LAKE CHARLES, La. – The Latest on cold case trial (all times local):
Lawyers for a Mississippi native accused of killing his wife in 1962 say she fell from his boat and drowned, but her younger brother says Mary Horton Vail was afraid of boats.
KPLC-TV reports via Twitter (http://bit.ly/2b3ArsO ) that Will Horton testified Wednesday about 76-year-old Felix Vail, who has pleaded not guilty to a murder charge.
Horton testified that he would go water-skiing with the Vails. He says Vail owned a fast wooden boat, but Mary would never ride in it.
Earlier Wednesday, the KPLC report said, jurors heard from a Mississippi man who said Vail once told him his wife thought another son would "fix" their marriage, but he didn't want the son he had. Seventy-one-year-old Thomas Wesley Turnage testified that Vail had told him he had "fixed" his wife so she'd never have another child.

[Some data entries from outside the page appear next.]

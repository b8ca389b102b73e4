//! Configuration loading

use config::{Config, Environment, File};
use std::env;

use gas_core::TrackerConfig;

/// Environment variable naming the config file
pub const CONFIG_PATH_ENV: &str = "GAS_TRACKER_CONFIG";
pub const DEFAULT_CONFIG_PATH: &str = "gas-tracker.toml";
/// Prefix for overrides such as `GAS_TRACKER__FETCH_TIMEOUT_MS=3000`
pub const ENV_PREFIX: &str = "GAS_TRACKER";

/// Resolve the config file path: explicit argument, then env, then default
pub fn config_path(explicit: Option<String>) -> String {
    explicit
        .or_else(|| env::var(CONFIG_PATH_ENV).ok())
        .unwrap_or_else(|| DEFAULT_CONFIG_PATH.to_string())
}

/// Load the tracker config from an optional file layered under environment
/// overrides. Missing keys fall back to the built-in defaults.
pub fn load_config(path: &str) -> anyhow::Result<TrackerConfig> {
    let settings = Config::builder()
        .add_source(File::with_name(path).required(false))
        .add_source(Environment::with_prefix(ENV_PREFIX).separator("__"))
        .build()?;

    let config: TrackerConfig = settings.try_deserialize()?;
    config.validate()?;
    Ok(config)
}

The coroner who reopened the investigation of a 1962 death says he's absolutely certain the 22-year-old woman was killed, rather than the victim of an accidental drowning.
Dr. Terry Welke was the first witness in the trial of 76-year-old Felix Vail, who has pleaded innocent to a charge that he murdered his first wife, Mary Horton Vail.
KPLC-TV reports via Twitter (http://bit.ly/2b3ArsO ) that defense attorney Josh Monroe began cross-examining Welke on Wednesday, questioning his certainty.
Welke said Mary Vail's body was stiff, with crossed arms, when she was found face-up in the Calcasieu (KAL'-kuh-shoo) river. He said drowning victims are normally found face-down.
Welke reviewed photographs of the retrieval of Mary Vail's body and the 1962 coroner's report. Unlike that coroner, Welke is a forensic pathologist.